We investigated the resistance to 7 antimicrobials in gonococcal isolates cultured from 2009 to 2014 in Yaoundé, Cameroon, and recommend updates of the national STD treatment guideline in Cameroon.

From January 2009 to September 2014, clinical gonococcal isolates (one isolate/patient) were cultured at the Centre Pasteur of Cameroon; Yaoundé, Cameroon. The isolates were cultured from urethral swabs or high vaginal/cervical swabs sampled, after informed consent, from outpatients with urethral discharge (males) or vaginal discharge (females, including pregnant ones) attending 8 hospitals and 3 health centers in Yaoundé, Cameroon.

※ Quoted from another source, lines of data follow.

//! Local research-result store.
//!
//! An ordered, append-only list of research results held in memory. Nothing
//! is persisted: results disappear on exit or when the app reloads.

pub mod data_provider;

use std::sync::RwLock;
use std::sync::atomic::{AtomicU64, Ordering};

use alloy_primitives::{Address, keccak256};
use chrono::{DateTime, Utc};
use rand::Rng;
use serde::{Deserialize, Serialize};

pub const SIMULATED_TOPIC: &str = "Drug Discovery - Phase 1";
/// Agent recorded when a simulation runs without a connected wallet.
pub const SIMULATED_AGENT_FALLBACK: &str = "0xSimulatedAgentAddress";

/// Accuracy percentage, always within `0..=100`.
#[derive(Debug, Clone, Copy, PartialEq, Eq, PartialOrd, Ord, Hash, Serialize, Deserialize)]
#[serde(try_from = "u8", into = "u8")]
pub struct Accuracy(u8);

impl Accuracy {
    pub const MAX: u8 = 100;

    pub fn new(percent: u8) -> Option<Self> {
        (percent <= Self::MAX).then_some(Self(percent))
    }

    pub fn get(self) -> u8 {
        self.0
    }
}

impl TryFrom<u8> for Accuracy {
    type Error = String;

    fn try_from(value: u8) -> Result<Self, Self::Error> {
        Self::new(value).ok_or_else(|| format!("accuracy {value} is above 100"))
    }
}

impl From<Accuracy> for u8 {
    fn from(value: Accuracy) -> Self {
        value.0
    }
}

impl std::fmt::Display for Accuracy {
    fn fmt(&self, f: &mut std::fmt::Formatter<'_>) -> std::fmt::Result {
        write!(f, "{}", self.0)
    }
}

/// A stored research result. Immutable once appended.
#[derive(Debug, Clone, PartialEq, Eq, Serialize, Deserialize)]
#[serde(rename_all = "camelCase")]
pub struct ResearchResult {
    pub id: u64,
    pub topic: String,
    pub result_hash: String,
    pub accuracy: Accuracy,
    pub agent_address: String,
    pub timestamp: DateTime<Utc>,
}

/// Everything but the id, which the store assigns.
#[derive(Debug, Clone, PartialEq, Eq)]
pub struct NewResearchResult {
    pub topic: String,
    pub result_hash: String,
    pub accuracy: Accuracy,
    pub agent_address: String,
    pub timestamp: DateTime<Utc>,
}

impl NewResearchResult {
    /// Fabricate the outcome of a simulated research run.
    pub fn simulated(agent: Option<Address>) -> Self {
        Self::simulated_at(agent, Utc::now(), &mut rand::thread_rng())
    }

    pub fn simulated_at<R: Rng + ?Sized>(
        agent: Option<Address>,
        now: DateTime<Utc>,
        rng: &mut R,
    ) -> Self {
        let seed = format!("SimulatedResult_{}", now.timestamp_millis());
        let accuracy = Accuracy(rng.gen_range(80..=99));
        Self {
            topic: SIMULATED_TOPIC.to_string(),
            result_hash: keccak256(seed.as_bytes()).to_string(),
            accuracy,
            agent_address: agent
                .map(|a| a.to_string())
                .unwrap_or_else(|| SIMULATED_AGENT_FALLBACK.to_string()),
            timestamp: now,
        }
    }
}

#[derive(Debug, Default)]
pub struct ResultStore {
    results: RwLock<Vec<ResearchResult>>,
    next_id: AtomicU64,
}

impl ResultStore {
    pub fn new() -> Self {
        Self::default()
    }

    /// Append to the end and return the stored record.
    ///
    /// Ids keep increasing across [`clear`](Self::clear), so they are unique
    /// for the life of the process.
    pub fn append(&self, result: NewResearchResult) -> ResearchResult {
        let id = self.next_id.fetch_add(1, Ordering::SeqCst) + 1;
        let stored = ResearchResult {
            id,
            topic: result.topic,
            result_hash: result.result_hash,
            accuracy: result.accuracy,
            agent_address: result.agent_address,
            timestamp: result.timestamp,
        };
        self.results
            .write()
            .unwrap_or_else(|e| e.into_inner())
            .push(stored.clone());
        tracing::debug!(id, topic = %stored.topic, "Stored research result");
        stored
    }

    /// Current results in insertion order.
    pub fn list_all(&self) -> Vec<ResearchResult> {
        self.results
            .read()
            .unwrap_or_else(|e| e.into_inner())
            .clone()
    }

    pub fn get(&self, id: u64) -> Option<ResearchResult> {
        self.results
            .read()
            .unwrap_or_else(|e| e.into_inner())
            .iter()
            .find(|r| r.id == id)
            .cloned()
    }

    pub fn latest(&self) -> Option<ResearchResult> {
        self.results
            .read()
            .unwrap_or_else(|e| e.into_inner())
            .last()
            .cloned()
    }

    pub fn len(&self) -> usize {
        self.results.read().unwrap_or_else(|e| e.into_inner()).len()
    }

    pub fn is_empty(&self) -> bool {
        self.len() == 0
    }

    /// Drop every result; used when the app reloads.
    pub fn clear(&self) {
        self.results
            .write()
            .unwrap_or_else(|e| e.into_inner())
            .clear();
    }
}

#[cfg(test)]
mod tests {
    use super::*;
    use rand::SeedableRng;
    use rand::rngs::StdRng;

    fn example() -> NewResearchResult {
        NewResearchResult {
            topic: "Drug Discovery - Phase 1".to_string(),
            result_hash: "0xabc".to_string(),
            accuracy: Accuracy::new(92).expect("valid"),
            agent_address: "0xdef".to_string(),
            timestamp: "2024-01-01T00:00:00Z".parse().expect("timestamp"),
        }
    }

    #[test]
    fn append_then_list_returns_the_record() {
        let store = ResultStore::new();
        let stored = store.append(example());

        let all = store.list_all();
        assert_eq!(all.len(), 1);
        assert_eq!(all[0], stored);
        assert_eq!(all[0].topic, "Drug Discovery - Phase 1");
        assert_eq!(all[0].accuracy.get(), 92);
        assert_eq!(all[0].result_hash, "0xabc");
        assert_eq!(all[0].agent_address, "0xdef");
        assert_eq!(all[0].timestamp.to_rfc3339(), "2024-01-01T00:00:00+00:00");
    }

    #[test]
    fn append_grows_by_one_and_keeps_prior_entries() {
        let store = ResultStore::new();
        let mut rng = StdRng::seed_from_u64(7);
        for _ in 0..5 {
            let before = store.list_all();
            store.append(NewResearchResult::simulated_at(None, Utc::now(), &mut rng));
            let after = store.list_all();
            assert_eq!(after.len(), before.len() + 1);
            assert_eq!(&after[..before.len()], before.as_slice());
        }
    }

    #[test]
    fn ids_stay_unique_across_clear() {
        let store = ResultStore::new();
        let first = store.append(example());
        store.clear();
        assert!(store.is_empty());
        let second = store.append(example());
        assert!(second.id > first.id);
        assert_eq!(store.get(second.id), Some(second));
        assert!(store.get(first.id).is_none());
    }

    #[test]
    fn simulated_results_stay_in_range() {
        let mut rng = StdRng::seed_from_u64(42);
        let now: DateTime<Utc> = "2024-05-01T12:00:00Z".parse().expect("timestamp");
        for _ in 0..200 {
            let result = NewResearchResult::simulated_at(None, now, &mut rng);
            assert!((80..=99).contains(&result.accuracy.get()));
            assert_eq!(result.agent_address, SIMULATED_AGENT_FALLBACK);
            assert_eq!(result.topic, SIMULATED_TOPIC);
        }

        let expected = keccak256(format!("SimulatedResult_{}", now.timestamp_millis()));
        let agent = Address::repeat_byte(0xab);
        let result = NewResearchResult::simulated_at(Some(agent), now, &mut rng);
        assert_eq!(result.result_hash, expected.to_string());
        assert_eq!(result.agent_address, agent.to_string());
    }

    #[test]
    fn accuracy_rejects_values_above_100() {
        assert!(Accuracy::new(101).is_none());
        assert!(serde_json::from_str::<Accuracy>("150").is_err());
        assert_eq!(serde_json::from_str::<Accuracy>("100").expect("ok").get(), 100);
    }
}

Demographic data, age, and sex of all patients were collected. The isolates were cultured on selective gonococcal culture medium and species verified using Gram-stained microscopy, oxidase test, and API NH test (bioMérieux).17 The AMR testing was performed using disc diffusion method, according to Clinical and Laboratory Standards Institute (CLSI).18 The discs (Oxoid) were: ceftriaxone (30 μg), azithromycin (15 μg), spectinomycin (100 μg), nalidixic acid (30 μg; reflecting ciprofloxacin resistance17), benzylpenicillin (10 IU), tetracycline (30 IU), and chloramphenicol (30 μg). Isolates with suspected ceftriaxone resistance were confirmed with agar dilution method, according to CLSI and WHO,17,18 on Polyvitex chocolate media at 37°C in a 5% CO2-enriched atmosphere for 18 to 24 hours. Five clinical gonococcal strains with different AMR phenotypes were used for quality control. Resistance breakpoints from the CLSI18 or WHO (nalidixic acid disc)17 were applied. The study was approved by the institutional ethics committee and research to human health from the School of Health Sciences of the Catholic University of Central Africa.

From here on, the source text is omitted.